• What you are asked to do
Reproduce exactly, and only, the lines running from the start of the entries below to the line containing "edits to one".

Collected data
++++++

//! The single configurable lint/transform pipeline.
//!
//! A run is a fold over the input files. Each file is read, parsed and
//! checked independently; its clean loops contribute edits to one
//! run-wide [`ChangeSet`], which is only applied once every input has been
//! processed. Failures never cross file boundaries, and a rejected loop
//! never blocks a sibling loop.

use std::fmt;
use std::path::{Component, Path};

use parfor_core::{
    AcceptanceLevel, ApplyError, ChangeSet, DiagnosticCode, DiagnosticNote, Emitter, RewriteEdit,
    Severity, SourceDigest, SourceReader, TemplateRegistry,
};
use parfor_syntax::{
    AnnotatedLoopMatch, RewriteRule, Rewriter, SourceUnit, SupportedLanguage, classify_escapes,
};
use tracing::{debug, info};

use crate::report::{FileReport, PipelineReport};

const PIPELINE_TARGET: &str = "parfor::pipeline";

/// Whether accepted loops are rewritten.
#[derive(Debug, Clone, Copy, Default, PartialEq, Eq, Hash)]
pub enum Mode {
    /// Match and classify only; never produce edits.
    #[default]
    Lint,
    /// Also rewrite accepted loops and emit the transformed files.
    Transform,
}

impl Mode {
    /// Returns the lower-case name of the mode.
    #[must_use]
    pub const fn as_str(self) -> &'static str {
        match self {
            Self::Lint => "lint",
            Self::Transform => "transform",
        }
    }

    const fn rewrites(self) -> bool {
        matches!(self, Self::Transform)
    }
}

impl fmt::Display for Mode {
    fn fmt(&self, f: &mut fmt::Formatter<'_>) -> fmt::Result {
        f.write_str(self.as_str())
    }
}

/// Settings fixed for the lifetime of a [`Pipeline`].
#[derive(Debug, Clone, Copy, Default, PartialEq, Eq)]
pub struct PipelineOptions {
    mode: Mode,
    acceptance: AcceptanceLevel,
}

impl PipelineOptions {
    /// Creates options for `mode` with accepted loops reported as notes.
    #[must_use]
    pub const fn new(mode: Mode) -> Self {
        Self {
            mode,
            acceptance: AcceptanceLevel::Note,
        }
    }

    /// Sets the severity of the "loop accepted" diagnostic.
    #[must_use]
    pub const fn with_acceptance(mut self, acceptance: AcceptanceLevel) -> Self {
        self.acceptance = acceptance;
        self
    }

    /// Returns the run mode.
    #[must_use]
    pub const fn mode(&self) -> Mode {
        self.mode
    }

    /// Returns the acceptance severity.
    #[must_use]
    pub const fn acceptance(&self) -> AcceptanceLevel {
        self.acceptance
    }
}

/// Matches, classifies and optionally rewrites `[[parallel]]` loops.
///
/// The template registry and rewrite rule are built once in
/// [`Pipeline::new`] and shared by every file of every run.
///
/// # Example
///
/// ```
/// use std::path::{Component, Path};
///
/// use parfor::{Mode, Pipeline, PipelineOptions};
///
/// let source = "void f(int *v) { [[parallel]] for (auto &i : v) { i++; } }";
/// let reader = |_: &Path| -> std::io::Result<String> { Ok(String::from(source)) };
///
/// let pipeline = Pipeline::new(PipelineOptions::new(Mode::Transform));
/// let report = pipeline.run(["f.cpp"], &reader);
///
/// assert!(!report.has_errors());
/// let (_, text) = report.rewritten_files().next().unwrap();
/// assert!(text.contains("std::for_each(std::execution::par"));
/// ```
#[derive(Debug)]
pub struct Pipeline {
    options: PipelineOptions,
    registry: TemplateRegistry,
    rule: RewriteRule,
}

impl Pipeline {
    /// Creates a pipeline, registering every diagnostic template.
    #[must_use]
    pub fn new(options: PipelineOptions) -> Self {
        Self {
            options,
            registry: TemplateRegistry::new(options.acceptance()),
            rule: RewriteRule::default(),
        }
    }

    /// Returns the options the pipeline was built with.
    #[must_use]
    pub const fn options(&self) -> &PipelineOptions {
        &self.options
    }

    /// Returns the diagnostic templates in use.
    #[must_use]
    pub const fn registry(&self) -> &TemplateRegistry {
        &self.registry
    }

    /// Processes `inputs` in order, reading each through `reader`.
    ///
    /// A path given more than once is processed once. In transform mode the
    /// accumulated edits are applied after the last input, re-reading each
    /// file through `reader`; nothing is written anywhere.
    pub fn run<P, R>(&self, inputs: impl IntoIterator<Item = P>, reader: &R) -> PipelineReport
    where
        P: AsRef<Path>,
        R: SourceReader + ?Sized,
    {
        let mut files: Vec<FileReport> = Vec::new();
        let mut changes = ChangeSet::new();

        for input in inputs {
            let path = input.as_ref();
            if files.iter().any(|f| same_input(f.path(), path)) {
                debug!(
                    target: PIPELINE_TARGET,
                    path = %path.display(),
                    "skipping duplicate input"
                );
                continue;
            }
            let mut report = FileReport::new(path.to_path_buf());
            self.process_file(&mut report, reader, &mut changes);
            files.push(report);
        }

        if !changes.is_empty() {
            self.finalise(&changes, reader, &mut files);
        }

        let report = PipelineReport::new(self.options.mode(), files);
        info!(
            target: PIPELINE_TARGET,
            mode = %self.options.mode(),
            files = report.files().len(),
            rewritten = report.rewritten_files().count(),
            errors = report.count(Severity::Error),
            "run finished"
        );
        report
    }

    fn process_file<R: SourceReader + ?Sized>(
        &self,
        report: &mut FileReport,
        reader: &R,
        changes: &mut ChangeSet,
    ) {
        let path = report.path().to_path_buf();
        let shown = path.display().to_string();
        let mut emitter = Emitter::new(&self.registry, &mut report.diagnostics);

        if SupportedLanguage::from_path(&path).is_none() {
            emitter.emit(DiagnosticCode::UnsupportedFile, None, &[&shown]);
            return;
        }

        let source = match reader.read(&path) {
            Ok(source) => source,
            Err(error) => {
                emitter.emit(
                    DiagnosticCode::UnreadableFile,
                    None,
                    &[&shown, &error.to_string()],
                );
                return;
            }
        };

        let analysis = self.analyse(&path, &source, &mut emitter);
        debug!(
            target: PIPELINE_TARGET,
            path = %shown,
            accepted = analysis.accepted,
            edits = analysis.edits.len(),
            errors = emitter.error_count(),
            "analysed file"
        );

        report.accepted = analysis.accepted;
        report.rewrites = analysis.rewrites;
        if !analysis.edits.is_empty() {
            changes.extend_file(&path, analysis.digest, analysis.edits);
        }
    }

    fn analyse(&self, path: &Path, source: &str, emitter: &mut Emitter<'_, '_>) -> Analysis {
        let unit = match SourceUnit::parse(path, source) {
            Ok(unit) => unit,
            Err(error) => {
                emitter.emit(DiagnosticCode::SyntaxError, None, &[&error.to_string()]);
                return Analysis::empty(SourceDigest::of(source));
            }
        };

        for site in unit.misplaced_annotations() {
            let note = DiagnosticNote::new(
                "annotated statement is here",
                Some(unit.location(site.statement())),
            );
            emitter.emit_with_notes(
                DiagnosticCode::MisplacedAnnotation,
                Some(unit.location(site.attribute())),
                &[site.kind().describe()],
                vec![note],
            );
        }

        let syntax_errors = unit.syntax_errors();
        for info in &syntax_errors {
            emitter.emit(
                DiagnosticCode::SyntaxError,
                Some(unit.location(info.span)),
                &[info.message.as_str()],
            );
        }

        let loops: Vec<AnnotatedLoopMatch<'_>> = unit.annotated_loops().collect();
        let verdicts: Vec<bool> = loops
            .iter()
            .map(|found| Self::classify(&unit, found, emitter))
            .collect();

        let mut analysis = Analysis::empty(unit.digest());
        if !syntax_errors.is_empty() {
            return analysis;
        }

        let mut rewriter = Rewriter::new(&self.rule, &unit);
        for (found, clean) in loops.iter().zip(&verdicts) {
            if !clean {
                continue;
            }
            let location = Some(unit.location(found.annotation_span()));

            let encloses_rejected = loops
                .iter()
                .zip(&verdicts)
                .any(|(other, other_clean)| !other_clean && found.encloses(other));
            if encloses_rejected {
                emitter.emit(
                    DiagnosticCode::UnsupportedLoop,
                    location,
                    &["it contains a rejected parallel loop"],
                );
                continue;
            }

            let encloses_misplaced = unit
                .misplaced_annotations()
                .any(|site| found.body_contains(site.attribute()));
            if encloses_misplaced {
                emitter.emit(
                    DiagnosticCode::UnsupportedLoop,
                    location,
                    &["it contains a misplaced parallel annotation"],
                );
                continue;
            }

            if self.options.mode().rewrites() {
                if let Err(error) = rewriter.rewrite(found) {
                    emitter.emit(
                        DiagnosticCode::UnsupportedLoop,
                        location,
                        &[&error.to_string()],
                    );
                    continue;
                }
            }

            analysis.accepted = analysis.accepted.saturating_add(1);
            emitter.emit(DiagnosticCode::LoopAccepted, location, &[]);
        }

        let result = rewriter.finish();
        analysis.rewrites = result.num_replacements();
        analysis.edits = result.into_edits();
        analysis
    }

    /// Reports every escape and shape problem of one loop.
    ///
    /// Returns `true` when the loop may be rewritten.
    fn classify(
        unit: &SourceUnit,
        found: &AnnotatedLoopMatch<'_>,
        emitter: &mut Emitter<'_, '_>,
    ) -> bool {
        let errors_before = emitter.error_count();

        for violation in classify_escapes(found, unit.path()) {
            emitter.emit(violation.code(), Some(violation.location().clone()), &[]);
        }

        let location = unit.location(found.annotation_span());
        let mut supported = true;
        if found.loop_view().init_statement().is_some() {
            emitter.emit(
                DiagnosticCode::UnsupportedLoop,
                Some(location.clone()),
                &["the loop has an init-statement"],
            );
            supported = false;
        }
        if !found.body().is_compound() {
            emitter.emit(
                DiagnosticCode::UnsupportedLoop,
                Some(location),
                &["the loop body is not a braced block"],
            );
            supported = false;
        }

        supported && emitter.error_count() == errors_before
    }

    fn finalise<R: SourceReader + ?Sized>(
        &self,
        changes: &ChangeSet,
        reader: &R,
        files: &mut [FileReport],
    ) {
        let outcome = changes.apply_with(reader);
        for file in outcome.into_files() {
            let (path, result) = file.into_parts();
            let Some(report) = files.iter_mut().find(|f| f.path() == path.as_path()) else {
                continue;
            };
            match result {
                Ok(text) => report.output = Some(text),
                Err(error) => {
                    report.rewrites = 0;
                    let shown = path.display().to_string();
                    let detail = match &error {
                        ApplyError::Unreadable { source, .. } => source.to_string(),
                        _ => error.to_string(),
                    };
                    let mut emitter = Emitter::new(&self.registry, &mut report.diagnostics);
                    emitter.emit(error.code(), None, &[&shown, &detail]);
                }
            }
        }
    }
}

/// Returns `true` when two input paths name the same file once `.`
/// components are ignored.
///
/// `a.cpp` and `./a.cpp` are one input. No filesystem lookup is made.
fn same_input(left: &Path, right: &Path) -> bool {
    fn significant(path: &Path) -> impl Iterator<Item = Component<'_>> {
        path.components()
            .filter(|component| !matches!(component, Component::CurDir))
    }
    significant(left).eq(significant(right))
}

/// Edits and counts produced by analysing one file.
struct Analysis {
    digest: SourceDigest,
    edits: Vec<RewriteEdit>,
    accepted: usize,
    rewrites: usize,
}

impl Analysis {
    const fn empty(digest: SourceDigest) -> Self {
        Self {
            digest,
            edits: Vec::new(),
            accepted: 0,
            rewrites: 0,
        }
    }
}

++++++

• Response
//! The single configurable lint/transform pipeline.
//!
//! A run is a fold over the input files. Each file is read, parsed and
//! checked independently; its clean loops contribute edits to one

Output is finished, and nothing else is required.